I got older last weekend. Technically we all got older last weekend, but in my case the numbers changed. It was a good birthday. Friends refused to let me wallow in my post-election, post-walking-pneumonia, midcourse-antibiotic haze. They insisted on celebrating, and it was just what I needed.
One friend shared her Reiki talents on my tense shoulders and tight jaw. Another shared her expertise in information technologies. She promises me that writing this newsletter in our new Trump-era isn’t just preaching to the choir, or rather that preaching to the choir in times of chaos is an important task because it keeps people up-to-date and motivated and adds accurate information to the digital pile. Other friends shared cake and prosecco and made me laugh.
I want to thank them, and I want to thank you for sticking with me as I write and rant. I heard from more people than usual through comments and emails after I posted last week’s vaguely shell-shocked edition. Like my birthday celebrations, your messages also gave me a sense of community that I need right now. Let’s keep that going. Please like, comment, email, or use the notes function on the Substack app to share what you’re thinking and feeling as the new world unfolds. And, of course, forward the newsletter to anyone you know who might also appreciate the sex and snark combo for the next few years.

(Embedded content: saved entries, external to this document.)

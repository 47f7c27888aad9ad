//! Sliding-window rate limiter.
//!
//! Bounds the number of requests a single provider adapter may issue within
//! a trailing time window. Each adapter owns one limiter instance; the
//! timestamp queue is shared safely between concurrent in-flight requests.

use std::collections::VecDeque;
use std::time::Duration;

use tokio::sync::Mutex;
use tokio::time::Instant;
use tracing::debug;

use super::errors::ProviderError;

pub struct RateLimiter {
    max_requests: usize,
    window: Duration,
    admitted: Mutex<VecDeque<Instant>>,
}

impl RateLimiter {
    pub fn new(max_requests: usize, window: Duration) -> Result<Self, ProviderError> {
        if max_requests == 0 {
            return Err(ProviderError::Config(
                "rate limiter max_requests must be > 0".to_string(),
            ));
        }
        if window.is_zero() {
            return Err(ProviderError::Config(
                "rate limiter window must be > 0".to_string(),
            ));
        }
        Ok(Self {
            max_requests,
            window,
            admitted: Mutex::new(VecDeque::with_capacity(max_requests)),
        })
    }

    /// Limiter with a one-minute trailing window.
    pub fn per_minute(max_requests: usize) -> Result<Self, ProviderError> {
        Self::new(max_requests, Duration::from_secs(60))
    }

    /// Suspend the caller until one more request fits inside the window.
    ///
    /// The lock is released before sleeping, so concurrent callers queue on
    /// the mutex only for the admission decision itself.
    pub async fn acquire(&self) {
        loop {
            let wait = {
                let mut admitted = self.admitted.lock().await;
                let now = Instant::now();

                while let Some(&oldest) = admitted.front() {
                    if now.duration_since(oldest) >= self.window {
                        admitted.pop_front();
                    } else {
                        break;
                    }
                }

                if admitted.len() < self.max_requests {
                    admitted.push_back(now);
                    return;
                }

                match admitted.front() {
                    Some(&oldest) => self.window - now.duration_since(oldest),
                    None => Duration::ZERO,
                }
            };

            if wait.is_zero() {
                continue;
            }

            debug!(wait_ms = wait.as_millis() as u64, "Rate limit reached, waiting");
            tokio::time::sleep(wait).await;
        }
    }
}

We’re going to have a lot to talk about. RFK Jr. alone will give us a daily dose of “that’s not how it f**king works,” and there’s so much to unpack in the purposeful irony of an adjudicated sex offender nominating a suspected sex trafficker to lead the Justice Department where he may be in charge of efforts to revive the long-dormant anti-sex Comstock law. That’s before we even mention the potential Secretary of Defense who thinks women don’t belong in combat because it’s too distracting to men, or the old allegations of sexual assault against him that surprise exactly no one. While I was writing we added Dr. Oz to the clown car. There was a study a number of years ago that found the information on his show was less accurate than that on Disney Jr.’s Doc McStuffins.
Ginger, get the popcorn!
New STI Data is Not All Bad
The CDC messaging around the agency’s newly released STI data for 2023 points to glimmers of hope and stresses cautious optimism. It’s hard to remain hopeful when congenital syphilis is still rampant, a new more serious strain of mpox has landed in California, and our infectious disease tracking and prevention system is about to be handed over to someone who’d like us to stop vaccinating for measles. Nonetheless, I agree that this news is not all bad.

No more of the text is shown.